§ WHAT YOU NEED TO DO:
Only the count is wanted here: how many lines of the entries hold the string "model"?

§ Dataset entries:
┄┄┄┄┄┄┄┄┄┄┄┄┄┄┄┄┄┄┄┄

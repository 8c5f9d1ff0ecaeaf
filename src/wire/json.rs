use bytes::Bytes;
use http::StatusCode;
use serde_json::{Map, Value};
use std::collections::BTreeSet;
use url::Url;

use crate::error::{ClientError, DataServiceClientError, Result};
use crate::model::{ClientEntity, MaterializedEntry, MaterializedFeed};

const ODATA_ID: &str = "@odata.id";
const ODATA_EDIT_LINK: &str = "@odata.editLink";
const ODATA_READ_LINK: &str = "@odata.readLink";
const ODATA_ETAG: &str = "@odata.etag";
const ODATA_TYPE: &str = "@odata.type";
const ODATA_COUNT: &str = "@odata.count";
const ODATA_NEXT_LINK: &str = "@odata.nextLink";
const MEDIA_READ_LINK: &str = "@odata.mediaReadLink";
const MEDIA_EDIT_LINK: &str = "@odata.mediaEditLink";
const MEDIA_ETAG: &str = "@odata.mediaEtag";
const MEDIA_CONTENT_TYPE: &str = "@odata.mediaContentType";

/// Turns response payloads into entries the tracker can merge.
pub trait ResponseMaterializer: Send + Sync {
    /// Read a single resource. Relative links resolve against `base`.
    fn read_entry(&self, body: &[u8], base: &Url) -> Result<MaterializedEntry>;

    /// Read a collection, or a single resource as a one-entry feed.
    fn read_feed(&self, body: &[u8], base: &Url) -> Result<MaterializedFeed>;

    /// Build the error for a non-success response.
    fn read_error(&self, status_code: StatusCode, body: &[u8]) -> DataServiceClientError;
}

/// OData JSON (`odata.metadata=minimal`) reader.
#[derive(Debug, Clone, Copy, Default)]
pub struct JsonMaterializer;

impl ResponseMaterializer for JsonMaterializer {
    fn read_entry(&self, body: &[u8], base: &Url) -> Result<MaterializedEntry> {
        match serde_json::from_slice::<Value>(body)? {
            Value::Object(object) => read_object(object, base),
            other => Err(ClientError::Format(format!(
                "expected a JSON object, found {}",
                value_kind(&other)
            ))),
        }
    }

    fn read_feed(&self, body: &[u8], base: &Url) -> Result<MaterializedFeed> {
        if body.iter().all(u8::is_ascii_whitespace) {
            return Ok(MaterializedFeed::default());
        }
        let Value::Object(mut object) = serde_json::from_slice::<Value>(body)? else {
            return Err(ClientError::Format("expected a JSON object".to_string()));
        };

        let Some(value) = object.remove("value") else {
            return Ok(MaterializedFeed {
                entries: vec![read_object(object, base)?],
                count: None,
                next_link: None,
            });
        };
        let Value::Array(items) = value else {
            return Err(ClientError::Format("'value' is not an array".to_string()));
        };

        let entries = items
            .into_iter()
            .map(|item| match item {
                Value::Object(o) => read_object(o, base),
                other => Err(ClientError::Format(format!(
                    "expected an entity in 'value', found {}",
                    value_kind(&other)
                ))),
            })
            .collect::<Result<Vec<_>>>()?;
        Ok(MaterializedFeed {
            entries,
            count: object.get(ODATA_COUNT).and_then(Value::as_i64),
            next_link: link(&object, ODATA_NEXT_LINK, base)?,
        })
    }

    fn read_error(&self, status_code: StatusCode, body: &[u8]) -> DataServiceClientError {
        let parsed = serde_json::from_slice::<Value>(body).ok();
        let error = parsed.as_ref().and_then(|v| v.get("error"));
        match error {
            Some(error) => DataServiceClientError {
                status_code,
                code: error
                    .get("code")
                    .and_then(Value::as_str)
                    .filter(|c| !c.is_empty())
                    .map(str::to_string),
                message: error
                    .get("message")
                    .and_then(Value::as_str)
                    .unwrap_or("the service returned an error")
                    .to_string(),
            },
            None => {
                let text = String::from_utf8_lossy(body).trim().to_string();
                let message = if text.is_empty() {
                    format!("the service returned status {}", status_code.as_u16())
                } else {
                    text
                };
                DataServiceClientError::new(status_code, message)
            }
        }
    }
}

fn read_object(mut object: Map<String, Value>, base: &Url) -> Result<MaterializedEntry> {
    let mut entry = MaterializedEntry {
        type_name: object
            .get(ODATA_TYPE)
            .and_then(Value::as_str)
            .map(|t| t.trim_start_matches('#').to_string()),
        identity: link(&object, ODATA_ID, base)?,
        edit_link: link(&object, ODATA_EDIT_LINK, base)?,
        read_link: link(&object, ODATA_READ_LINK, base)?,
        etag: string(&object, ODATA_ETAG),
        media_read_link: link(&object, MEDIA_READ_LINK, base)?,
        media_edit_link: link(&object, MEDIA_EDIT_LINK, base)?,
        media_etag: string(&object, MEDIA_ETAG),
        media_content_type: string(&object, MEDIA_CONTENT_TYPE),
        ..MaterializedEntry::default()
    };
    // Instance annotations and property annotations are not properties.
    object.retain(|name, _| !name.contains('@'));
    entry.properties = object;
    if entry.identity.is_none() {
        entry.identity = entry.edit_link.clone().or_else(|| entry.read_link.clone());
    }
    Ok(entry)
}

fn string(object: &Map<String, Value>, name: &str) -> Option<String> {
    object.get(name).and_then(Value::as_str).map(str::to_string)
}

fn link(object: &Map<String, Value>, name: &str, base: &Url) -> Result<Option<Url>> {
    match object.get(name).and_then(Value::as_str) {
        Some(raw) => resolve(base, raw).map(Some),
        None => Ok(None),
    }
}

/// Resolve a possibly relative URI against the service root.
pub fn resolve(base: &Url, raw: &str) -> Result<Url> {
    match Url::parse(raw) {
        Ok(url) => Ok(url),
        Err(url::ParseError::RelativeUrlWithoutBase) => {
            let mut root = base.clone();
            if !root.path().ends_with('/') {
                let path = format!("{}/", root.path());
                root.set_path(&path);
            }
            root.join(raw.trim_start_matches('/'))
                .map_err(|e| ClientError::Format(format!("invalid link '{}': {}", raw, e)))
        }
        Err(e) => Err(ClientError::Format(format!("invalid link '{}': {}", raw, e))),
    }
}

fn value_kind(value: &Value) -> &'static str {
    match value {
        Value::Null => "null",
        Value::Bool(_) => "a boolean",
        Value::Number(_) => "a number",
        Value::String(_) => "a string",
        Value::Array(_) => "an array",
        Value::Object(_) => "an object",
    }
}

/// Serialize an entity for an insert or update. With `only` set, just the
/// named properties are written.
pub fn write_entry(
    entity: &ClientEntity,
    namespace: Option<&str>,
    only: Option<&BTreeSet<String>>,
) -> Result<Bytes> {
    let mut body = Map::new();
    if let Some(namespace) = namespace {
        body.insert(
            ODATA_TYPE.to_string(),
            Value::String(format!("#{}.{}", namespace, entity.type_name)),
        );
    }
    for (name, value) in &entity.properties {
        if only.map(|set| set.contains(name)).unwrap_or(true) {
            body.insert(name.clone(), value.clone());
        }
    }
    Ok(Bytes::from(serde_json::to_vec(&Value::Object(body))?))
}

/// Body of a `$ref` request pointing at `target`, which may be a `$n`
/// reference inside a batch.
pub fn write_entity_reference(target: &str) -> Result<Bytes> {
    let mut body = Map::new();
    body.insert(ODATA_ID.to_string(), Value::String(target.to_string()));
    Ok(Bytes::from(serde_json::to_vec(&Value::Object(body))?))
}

┄┄┄┄┄┄┄┄┄┄┄┄┄┄┄┄┄┄┄┄

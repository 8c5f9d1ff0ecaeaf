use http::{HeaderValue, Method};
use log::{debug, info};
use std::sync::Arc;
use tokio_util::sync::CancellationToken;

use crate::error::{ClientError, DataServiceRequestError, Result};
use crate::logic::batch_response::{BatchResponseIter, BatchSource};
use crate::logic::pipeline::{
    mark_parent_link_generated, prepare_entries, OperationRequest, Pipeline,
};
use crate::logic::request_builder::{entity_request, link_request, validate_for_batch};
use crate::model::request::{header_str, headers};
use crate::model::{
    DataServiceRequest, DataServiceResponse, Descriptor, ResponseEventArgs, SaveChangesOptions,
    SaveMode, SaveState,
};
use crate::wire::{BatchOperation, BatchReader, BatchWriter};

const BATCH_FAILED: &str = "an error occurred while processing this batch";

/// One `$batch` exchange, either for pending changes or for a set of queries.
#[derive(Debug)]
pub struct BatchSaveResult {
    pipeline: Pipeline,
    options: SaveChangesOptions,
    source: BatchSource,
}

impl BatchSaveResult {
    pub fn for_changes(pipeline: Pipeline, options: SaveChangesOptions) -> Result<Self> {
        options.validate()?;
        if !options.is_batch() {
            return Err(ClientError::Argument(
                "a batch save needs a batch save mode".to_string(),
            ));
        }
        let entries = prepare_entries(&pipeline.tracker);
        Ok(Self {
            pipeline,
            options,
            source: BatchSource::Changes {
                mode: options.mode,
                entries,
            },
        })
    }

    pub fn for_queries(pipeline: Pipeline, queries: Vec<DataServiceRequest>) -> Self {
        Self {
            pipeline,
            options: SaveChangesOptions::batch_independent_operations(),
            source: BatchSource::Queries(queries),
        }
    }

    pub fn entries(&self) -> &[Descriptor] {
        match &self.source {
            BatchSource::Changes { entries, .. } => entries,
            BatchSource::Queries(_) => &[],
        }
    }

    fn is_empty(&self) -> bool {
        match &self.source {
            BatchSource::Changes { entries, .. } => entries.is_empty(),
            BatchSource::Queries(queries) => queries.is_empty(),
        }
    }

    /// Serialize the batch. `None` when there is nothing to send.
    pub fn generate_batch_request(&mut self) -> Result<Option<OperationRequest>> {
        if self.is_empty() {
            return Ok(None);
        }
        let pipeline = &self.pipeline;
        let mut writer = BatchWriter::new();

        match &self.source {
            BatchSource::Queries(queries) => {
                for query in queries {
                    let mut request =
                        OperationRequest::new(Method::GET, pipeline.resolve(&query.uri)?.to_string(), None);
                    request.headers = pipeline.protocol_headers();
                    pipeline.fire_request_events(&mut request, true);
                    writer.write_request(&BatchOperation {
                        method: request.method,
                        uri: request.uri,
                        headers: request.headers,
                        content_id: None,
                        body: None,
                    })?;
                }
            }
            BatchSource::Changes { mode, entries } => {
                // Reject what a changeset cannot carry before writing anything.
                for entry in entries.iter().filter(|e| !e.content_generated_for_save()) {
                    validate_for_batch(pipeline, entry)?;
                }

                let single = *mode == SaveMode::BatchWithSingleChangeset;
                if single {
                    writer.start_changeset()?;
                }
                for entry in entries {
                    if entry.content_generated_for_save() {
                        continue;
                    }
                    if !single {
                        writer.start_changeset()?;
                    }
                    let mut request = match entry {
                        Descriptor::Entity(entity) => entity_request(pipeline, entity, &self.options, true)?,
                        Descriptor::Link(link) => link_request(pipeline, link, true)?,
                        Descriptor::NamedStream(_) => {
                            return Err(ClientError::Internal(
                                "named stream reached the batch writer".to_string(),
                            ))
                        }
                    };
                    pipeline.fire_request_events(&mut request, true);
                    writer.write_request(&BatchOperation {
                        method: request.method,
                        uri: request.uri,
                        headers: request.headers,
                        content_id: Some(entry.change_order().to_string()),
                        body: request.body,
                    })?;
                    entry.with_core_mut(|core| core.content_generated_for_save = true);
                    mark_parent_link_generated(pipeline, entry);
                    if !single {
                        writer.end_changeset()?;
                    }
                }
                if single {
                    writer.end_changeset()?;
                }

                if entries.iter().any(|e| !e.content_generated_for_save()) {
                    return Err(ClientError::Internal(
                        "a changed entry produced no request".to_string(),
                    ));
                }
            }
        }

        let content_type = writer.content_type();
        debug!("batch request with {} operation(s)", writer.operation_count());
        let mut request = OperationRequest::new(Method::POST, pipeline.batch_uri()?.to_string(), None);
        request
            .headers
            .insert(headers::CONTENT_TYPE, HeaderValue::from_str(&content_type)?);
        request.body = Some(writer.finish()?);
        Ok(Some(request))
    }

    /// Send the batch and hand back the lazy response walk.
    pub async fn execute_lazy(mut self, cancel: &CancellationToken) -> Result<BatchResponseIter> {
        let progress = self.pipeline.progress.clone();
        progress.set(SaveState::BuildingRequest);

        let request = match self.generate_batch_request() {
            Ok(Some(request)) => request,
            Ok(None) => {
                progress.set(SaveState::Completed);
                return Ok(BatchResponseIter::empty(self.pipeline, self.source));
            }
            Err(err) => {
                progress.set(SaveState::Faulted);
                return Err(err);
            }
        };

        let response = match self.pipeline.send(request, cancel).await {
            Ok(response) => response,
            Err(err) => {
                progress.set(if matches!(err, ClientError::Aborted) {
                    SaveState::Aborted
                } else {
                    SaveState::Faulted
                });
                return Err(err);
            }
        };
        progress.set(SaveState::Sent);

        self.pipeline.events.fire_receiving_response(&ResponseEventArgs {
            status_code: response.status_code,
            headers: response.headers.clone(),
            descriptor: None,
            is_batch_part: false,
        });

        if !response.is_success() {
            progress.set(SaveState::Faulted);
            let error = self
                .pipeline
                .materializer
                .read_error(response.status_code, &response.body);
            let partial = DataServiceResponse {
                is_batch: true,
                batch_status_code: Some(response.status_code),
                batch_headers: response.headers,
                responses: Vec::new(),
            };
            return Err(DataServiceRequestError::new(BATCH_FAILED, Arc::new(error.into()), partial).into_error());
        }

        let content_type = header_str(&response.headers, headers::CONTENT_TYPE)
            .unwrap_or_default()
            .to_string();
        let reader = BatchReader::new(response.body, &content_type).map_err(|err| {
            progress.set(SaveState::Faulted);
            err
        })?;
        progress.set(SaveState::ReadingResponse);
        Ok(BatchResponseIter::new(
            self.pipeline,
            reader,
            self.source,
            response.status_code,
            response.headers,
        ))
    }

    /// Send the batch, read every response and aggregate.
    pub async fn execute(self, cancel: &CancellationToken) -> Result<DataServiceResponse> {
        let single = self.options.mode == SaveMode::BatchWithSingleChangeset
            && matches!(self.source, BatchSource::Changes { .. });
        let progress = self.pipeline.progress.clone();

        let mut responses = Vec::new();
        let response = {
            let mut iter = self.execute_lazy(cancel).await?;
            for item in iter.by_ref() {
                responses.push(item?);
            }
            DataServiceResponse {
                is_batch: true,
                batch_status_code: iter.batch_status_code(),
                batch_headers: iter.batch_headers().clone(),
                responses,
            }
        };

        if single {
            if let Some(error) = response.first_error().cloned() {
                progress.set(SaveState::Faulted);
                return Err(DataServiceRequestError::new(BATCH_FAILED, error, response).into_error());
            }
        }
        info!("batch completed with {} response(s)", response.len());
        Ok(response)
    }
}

┄┄┄┄┄┄┄┄┄┄┄┄┄┄┄┄┄┄┄┄

§ SOLUTION FOR THIS EXERCISE:
3